SILMA Arabic Matryoshka Embedding Model 0.1

The SILMA Arabic Matryoshka Embedding Model 0.1 is an advanced Arabic text embedding model designed to produce powerful, contextually rich representations of text, facilitating a wide range of applications, from semantic search to document classification.

This model leverages the innovative Matryoshka Embedding technique which can be used in different dimensions to optimize the speed, storage, and accuracy trade-offs.

Usage

Direct Usage (Sentence Transformers)

First, install the Sentence Transformers library:

pip install -U sentence-transformers

Then load the model

from sentence_transformers import SentenceTransformer
from sentence_transformers.util import cos_sim
import pandas as pd

model_name = "silma-ai/silma-embeddding-matryoshka-0.1"
model = SentenceTransformer(model_name)

Samples

Using Matryoshka, you can specify the first (n) dimensions to represent each text.

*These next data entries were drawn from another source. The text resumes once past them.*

//! CLI entry point for the Yuque SDK.

use std::io::{self, IsTerminal, Write};
use std::path::Path;
use std::process::ExitCode;

use anyhow::{Context, Result};
use clap::Parser;
use tracing::{debug, error, info};
use yuque_sdk::config::process_env;
use yuque_sdk::{
    DocDetail, DocSink, JsonDirSink, PasswordClient, PasswordConfig, TokenClient, TokenConfig,
    YuqueError,
};

mod cli;
mod progress;

use cli::{Args, Command, PasswordArgs, TokenArgs};
use progress::ProgressSink;

#[tokio::main]
async fn main() -> ExitCode {
    // Parse CLI arguments first (before tracing, so --help works without logs)
    let args = Args::parse();

    // Priority: RUST_LOG env var > quiet flag > verbose flag > default (info)
    let default_level = if args.quiet {
        "error"
    } else {
        match args.verbose {
            0 => "info",
            1 => "debug",
            _ => "trace",
        }
    };

    let filter = tracing_subscriber::EnvFilter::try_from_default_env()
        .unwrap_or_else(|_| tracing_subscriber::EnvFilter::new(default_level));

    // Logs go to stderr so stdout stays clean JSON.
    tracing_subscriber::fmt()
        .with_env_filter(filter)
        .with_writer(io::stderr)
        .init();

    debug!(?args, "CLI arguments parsed");

    let show_progress = !args.quiet && io::stderr().is_terminal();
    match run(args.command, show_progress).await {
        Ok(()) => ExitCode::SUCCESS,
        Err(err) => {
            let fatal = err
                .downcast_ref::<YuqueError>()
                .is_some_and(YuqueError::is_fatal);
            if fatal {
                error!("fatal: {err:#}");
            } else {
                error!("{err:#}");
            }
            ExitCode::FAILURE
        }
    }
}

async fn run(command: Command, show_progress: bool) -> Result<()> {
    let details = match command {
        Command::Token(args) => run_token(args, show_progress).await?,
        Command::Password(args) => run_password(args, show_progress).await?,
    };

    if let Some(details) = details {
        let mut stdout = io::stdout().lock();
        serde_json::to_writer_pretty(&mut stdout, &details).context("writing documents")?;
        writeln!(stdout)?;
    }
    Ok(())
}

/// Prepares the output sink; documents are printed instead when there is none.
async fn output_sink(output: Option<&Path>) -> Result<Option<JsonDirSink>> {
    let Some(dir) = output else {
        return Ok(None);
    };
    Ok(Some(JsonDirSink::create(dir).await?))
}

async fn run_token(args: TokenArgs, show_progress: bool) -> Result<Option<Vec<DocDetail>>> {
    let config = TokenConfig {
        base_url: args.base_url,
        limit: Some(usize::from(args.common.limit)),
        checkpoint_dir: args.checkpoint_dir,
        ..TokenConfig::new(args.common.login, args.common.repo)
    }
    .with_env_fallback(process_env)?;

    info!(namespace = %config.namespace(), "Yuque token mode starting");
    let mut client = TokenClient::new(config)?;
    let docs = client.doc_list().await?;

    let sink = output_sink(args.common.output.as_deref()).await?;
    let progress = ProgressSink::new(show_progress, sink.as_ref().map(|s| s as &dyn DocSink));
    let details = client
        .doc_detail_list(&docs, &args.common.ids, Some(&progress))
        .await?;
    progress.finish();

    info!(listed = docs.len(), downloaded = details.len(), "Yuque token mode complete");
    Ok(sink.is_none().then_some(details))
}

async fn run_password(args: PasswordArgs, show_progress: bool) -> Result<Option<Vec<DocDetail>>> {
    let config = PasswordConfig {
        host: args.host,
        linebreak: args.linebreak,
        latex_code: args.latex_code,
        only_public: args.only_public,
        only_published: args.only_published,
        limit: Some(usize::from(args.common.limit)),
        ..PasswordConfig::new(args.common.login, args.common.repo)
    }
    .with_env_fallback(process_env)?;

    info!(namespace = %config.namespace(), "Yuque password mode starting");
    let mut client = PasswordClient::new(config)?;
    client.login().await?;
    let docs = client.doc_list().await?;

    let sink = output_sink(args.common.output.as_deref()).await?;
    let progress = ProgressSink::new(show_progress, sink.as_ref().map(|s| s as &dyn DocSink));
    let details = client
        .doc_detail_list(&docs, &args.common.ids, Some(&progress))
        .await?;
    progress.finish();

    info!(listed = docs.len(), downloaded = details.len(), "Yuque password mode complete");
    Ok(sink.is_none().then_some(details))
}
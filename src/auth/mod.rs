//! Session cookies and login credential handling for the password client.

mod encrypt;
mod session;

pub use encrypt::{PasswordEncryptor, RsaPasswordEncryptor};
pub use session::Session;
// src/gallery.rs

#[derive(Debug, Clone, PartialEq)]
pub struct GalleryItem {
    pub src: String,
    pub alt: String,
    pub caption: String,
}

impl GalleryItem {
    pub fn new(src: &str) -> Self {
        Self {
            src: src.to_string(),
            alt: String::new(),
            caption: String::new(),
        }
    }

    pub fn with_alt(mut self, alt: &str) -> Self {
        self.alt = alt.to_string();
        self
    }

    pub fn with_caption(mut self, caption: &str) -> Self {
        self.caption = caption.to_string();
        self
    }

    /// Caption shown under the thumbnail, falling back to the alt text.
    pub fn label(&self) -> &str {
        if self.caption.is_empty() {
            &self.alt
        } else {
            &self.caption
        }
    }
}

// Demo images with differing aspect ratios
pub fn demo_items() -> Vec<GalleryItem> {
    vec![
        GalleryItem::new("public/images/panorama.svg")
            .with_alt("Mountain panorama at dusk")
            .with_caption("Wide panorama"),
        GalleryItem::new("public/images/lighthouse.svg")
            .with_alt("Lighthouse on a rocky coast")
            .with_caption("Portrait"),
        GalleryItem::new("public/images/harbour.svg").with_alt("Harbour with fishing boats"),
        // no alt text: the overlay falls back to its generic label
        GalleryItem::new("public/images/map.svg").with_caption("Scanned map"),
    ]
}

#[cfg(test)]
mod tests {
    use super::*;

    #[test]
    fn test_label_prefers_caption() {
        let item = GalleryItem::new("a.jpg").with_alt("Alt").with_caption("Caption");
        assert_eq!(item.label(), "Caption");
        let item = GalleryItem::new("a.jpg").with_alt("Alt");
        assert_eq!(item.label(), "Alt");
    }

    #[test]
    fn test_demo_items() {
        let items = demo_items();
        assert_eq!(items.len(), 4);
        assert!(items.iter().all(|item| !item.src.is_empty()));
        assert!(items.iter().any(|item| item.alt.is_empty()));
    }

    #[test]
    fn test_demo_images_are_shipped() {
        let root = std::path::Path::new(env!("CARGO_MANIFEST_DIR"));
        for item in demo_items() {
            assert!(root.join(&item.src).is_file(), "missing {}", item.src);
        }
    }
}
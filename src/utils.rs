// src/utils.rs
use crate::error::ZoomError;
use gloo::utils::{body, window};
use js_sys::Reflect;
use wasm_bindgen::JsValue;

/// Inner width and height of the browser window in CSS pixels.
pub fn viewport_size() -> Option<(f64, f64)> {
    let window = window();
    let width = window.inner_width().ok()?.as_f64()?;
    let height = window.inner_height().ok()?.as_f64()?;
    Some((width, height))
}

/// Touch-capable devices skip the focus trap.
pub fn is_touch_device() -> bool {
    let window = window();
    let has_touch_handler =
        Reflect::has(&window, &JsValue::from_str("ontouchstart")).unwrap_or(false);
    has_touch_handler || window.navigator().max_touch_points() > 0
}

pub fn set_page_scroll_locked(locked: bool) -> Result<(), ZoomError> {
    let value = if locked { "hidden" } else { "" };
    body().style().set_property("overflow", value)?;
    Ok(())
}

pub fn is_image_tag(tag_name: &str) -> bool {
    tag_name.eq_ignore_ascii_case("img")
}

#[cfg(test)]
mod tests {
    use super::*;

    #[test]
    fn test_image_tag_detection() {
        assert!(is_image_tag("IMG"));
        assert!(is_image_tag("img"));
        assert!(!is_image_tag("DIV"));
        assert!(!is_image_tag("picture"));
    }
}
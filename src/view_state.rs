// src/view_state.rs
use crate::pointer::PointerPoint;
use crate::zoom_config::ZoomConfig;

#[derive(Debug, Clone, Copy, PartialEq)]
pub enum OverlayState {
    Closed,
    Open,
}

/// Which axis pins the image to the viewport after load.
#[derive(Debug, Clone, Copy, PartialEq)]
pub enum FitAxis {
    Width(f64),
    Height(f64),
    Natural,
}

#[derive(Debug, Clone, Copy, PartialEq)]
pub struct Fit {
    pub base_scale: f64,
    pub axis: FitAxis,
}

/// Scale, translation and drag bookkeeping for the image in the overlay.
#[derive(Debug, Clone, PartialEq)]
pub struct ViewState {
    pub state: OverlayState,
    pub dragging: bool,
    pub scale: f64,
    pub base_scale: f64,
    pub translate_x: f64,
    pub translate_y: f64,
    anchor: (f64, f64),
    generation: u64,
}

impl Default for ViewState {
    fn default() -> Self {
        Self {
            state: OverlayState::Closed,
            dragging: false,
            scale: 1.0,
            base_scale: 1.0,
            translate_x: 0.0,
            translate_y: 0.0,
            anchor: (0.0, 0.0),
            generation: 0,
        }
    }
}

impl ViewState {
    pub fn is_open(&self) -> bool {
        self.state == OverlayState::Open
    }

    /// Enter the open state for a new image and return its load generation.
    pub fn open(&mut self) -> u64 {
        self.state = OverlayState::Open;
        self.dragging = false;
        self.scale = 1.0;
        self.base_scale = 1.0;
        self.translate_x = 0.0;
        self.translate_y = 0.0;
        self.generation += 1;
        self.generation
    }

    /// Returns false when already closed.
    pub fn close(&mut self) -> bool {
        if !self.is_open() {
            return false;
        }
        self.state = OverlayState::Closed;
        self.dragging = false;
        true
    }

    pub fn is_current(&self, generation: u64) -> bool {
        self.generation == generation
    }

    /// Adopt the fitted base scale. Ignored when `generation` has been superseded.
    pub fn apply_fit(&mut self, generation: u64, fit: &Fit) -> bool {
        if !self.is_current(generation) {
            return false;
        }
        self.base_scale = fit.base_scale;
        self.scale = fit.base_scale;
        true
    }

    pub fn zoom_in(&mut self, config: &ZoomConfig) {
        self.scale = self.clamp_scale(self.scale * config.zoom_step, config);
    }

    pub fn zoom_out(&mut self, config: &ZoomConfig) {
        self.scale = self.clamp_scale(self.scale / config.zoom_step, config);
    }

    // max/min rather than f64::clamp, which panics on inverted bounds
    fn clamp_scale(&self, scale: f64, config: &ZoomConfig) -> f64 {
        let min = config.min_scale(self.base_scale);
        let max = config.max_scale(self.base_scale);
        if scale.is_finite() {
            scale.max(min).min(max)
        } else {
            max
        }
    }

    pub fn begin_drag(&mut self, at: PointerPoint) {
        self.dragging = true;
        self.anchor = (at.x - self.translate_x, at.y - self.translate_y);
    }

    /// Returns true when the translation changed.
    pub fn drag_to(&mut self, at: PointerPoint) -> bool {
        if !self.dragging {
            return false;
        }
        self.translate_x = at.x - self.anchor.0;
        self.translate_y = at.y - self.anchor.1;
        true
    }

    pub fn end_drag(&mut self) {
        self.dragging = false;
    }

    /// CSS transform: centred on 50%/50%, offset in pixels, then scaled.
    pub fn transform(&self) -> String {
        format!(
            "translate(calc(-50% + {}px), calc(-50% + {}px)) scale({})",
            self.translate_x, self.translate_y, self.scale
        )
    }
}

/// Choose the base scale and the constraining axis for a freshly loaded image.
///
/// An empty viewport is replaced by the natural size. Images without a
/// natural size keep their own dimensions at base scale 1.
pub fn fit_to_viewport(viewport: (f64, f64), natural: (f64, f64), config: &ZoomConfig) -> Fit {
    let (nat_w, nat_h) = natural;
    if nat_w <= 0.0 || nat_h <= 0.0 {
        return Fit {
            base_scale: 1.0,
            axis: FitAxis::Natural,
        };
    }
    let (view_w, view_h) = if viewport.0 > 0.0 && viewport.1 > 0.0 {
        viewport
    } else {
        natural
    };

    let window_ratio = view_w / view_h;
    let image_ratio = nat_w / nat_h;
    let base_scale = if (window_ratio - image_ratio).abs() > config.ratio_mismatch_threshold {
        config.mismatch_base_scale
    } else {
        1.0
    };

    let axis = if image_ratio > window_ratio {
        FitAxis::Width(view_w)
    } else {
        FitAxis::Height(view_h)
    };

    Fit { base_scale, axis }
}
// src/focus_trap.rs
use crate::error::ZoomError;
use wasm_bindgen::JsCast;
use web_sys::{Element, HtmlElement, KeyboardEvent};

const FOCUSABLE_SELECTOR: &str =
    "button, [href], input, select, textarea, [tabindex]:not([tabindex='-1'])";

#[derive(Debug, Clone, Copy, PartialEq)]
pub enum TabMove {
    WrapToFirst,
    WrapToLast,
    Default,
}

/// Decide where Tab goes given the index of the focused control, if it is one of ours.
pub fn tab_move(focused: Option<usize>, len: usize, shift: bool) -> TabMove {
    if len == 0 {
        return TabMove::Default;
    }
    match focused {
        Some(0) if shift => TabMove::WrapToLast,
        Some(i) if !shift && i == len - 1 => TabMove::WrapToFirst,
        _ => TabMove::Default,
    }
}

/// Focusable controls of the overlay, in document order.
#[derive(Default)]
pub struct FocusTrap {
    elements: Vec<HtmlElement>,
}

impl FocusTrap {
    pub fn collect(container: &Element) -> Result<Self, ZoomError> {
        let nodes = container.query_selector_all(FOCUSABLE_SELECTOR)?;
        let elements = (0..nodes.length())
            .filter_map(|i| nodes.get(i))
            .filter_map(|node| node.dyn_into::<HtmlElement>().ok())
            .collect();
        Ok(Self { elements })
    }

    pub fn len(&self) -> usize {
        self.elements.len()
    }

    pub fn is_empty(&self) -> bool {
        self.elements.is_empty()
    }

    pub fn focus_first(&self) {
        if let Some(first) = self.elements.first() {
            if let Err(e) = first.focus() {
                log::error!("Failed to focus overlay control: {:?}", e);
            }
        }
    }

    pub fn handle_keydown(&self, event: &KeyboardEvent) {
        if event.key() != "Tab" {
            return;
        }
        let active = gloo::utils::document().active_element();
        let focused = active.and_then(|active| {
            self.elements.iter().position(|el| {
                let el: &Element = el;
                el == &active
            })
        });

        let target = match tab_move(focused, self.len(), event.shift_key()) {
            TabMove::WrapToFirst => self.elements.first(),
            TabMove::WrapToLast => self.elements.last(),
            TabMove::Default => None,
        };
        if let Some(target) = target {
            if let Err(e) = target.focus() {
                log::error!("Failed to move focus inside the overlay: {:?}", e);
            }
            event.prevent_default();
        }
    }
}

#[cfg(test)]
mod tests {
    use super::*;

    #[test]
    fn test_shift_tab_on_first_wraps_backward() {
        assert_eq!(tab_move(Some(0), 3, true), TabMove::WrapToLast);
    }

    #[test]
    fn test_tab_on_last_wraps_forward() {
        assert_eq!(tab_move(Some(2), 3, false), TabMove::WrapToFirst);
    }

    #[test]
    fn test_middle_and_outside_use_default_order() {
        assert_eq!(tab_move(Some(1), 3, false), TabMove::Default);
        assert_eq!(tab_move(Some(1), 3, true), TabMove::Default);
        assert_eq!(tab_move(Some(0), 3, false), TabMove::Default);
        assert_eq!(tab_move(Some(2), 3, true), TabMove::Default);
        assert_eq!(tab_move(None, 3, false), TabMove::Default);
    }

    #[test]
    fn test_single_control_wraps_onto_itself() {
        assert_eq!(tab_move(Some(0), 1, false), TabMove::WrapToFirst);
        assert_eq!(tab_move(Some(0), 1, true), TabMove::WrapToLast);
    }

    #[test]
    fn test_empty_trap_is_inert() {
        assert_eq!(tab_move(None, 0, true), TabMove::Default);
        assert!(FocusTrap::default().is_empty());
    }
}
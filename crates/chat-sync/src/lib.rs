//! Message synchronization for a responder's task conversation.
//!
//! [`ChatSyncEngine`] owns the message list for one conversation:
//! - loads it in full when a conversation is bound
//! - polls for new messages while the view is in the foreground
//! - applies sends and deletes optimistically, rolling back on failure
//!
//! The engine reaches the outside world only through three seams:
//! [`MessageTransport`], [`ActivitySignal`] and [`CurrentUserProvider`].

pub mod activity;
pub mod config;
pub mod conversation;
pub mod engine;
pub mod error;
pub mod model;
pub mod optimistic;
pub mod transport;
pub mod user;

pub use activity::{ActivitySignal, AlwaysForeground, ManualActivity};
pub use config::SyncConfig;
pub use conversation::Conversation;
pub use engine::{ChatEvent, ChatSnapshot, ChatSyncEngine, Phase, Polling};
pub use error::ChatSyncError;
pub use model::{Attachment, Message, MessageId, RawMessage, Sender};
pub use transport::{ApiResponse, InMemoryTransport, MessageTransport, SendRequest, TransportError};
pub use user::{CurrentUserProvider, StaticUserProvider, User};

In the following samples, you can check how each dimension affects the cosine similarity between a query and the two inputs.

You can notice the in most cases, even too low dimension (i.e. 8) can produce acceptable semantic similarity scores.

[+] Short Sentence Similarity

query = "الطقس اليوم مشمس"
sentence_1 = "الجو اليوم كان مشمسًا ورائعًا"
sentence_2 = "الطقس اليوم غائم"

scores = []
for dim in [768, 256, 48, 16, 8]:

    query_embedding = model.encode(query)[:dim]

    sent1_score = cos_sim(query_embedding, model.encode(sentence_1)[:dim])[0][0].tolist()
    sent2_score = cos_sim(query_embedding, model.encode(sentence_2)[:dim])[0][0].tolist()

    scores.append({
        "dim": dim,
        "valid_top": sent1_score > sent2_score,
        "sent1_score": sent1_score,
        "sent2_score": sent2_score,
    })

scores_df = pd.DataFrame(scores)
print(scores_df.to_markdown(index=False))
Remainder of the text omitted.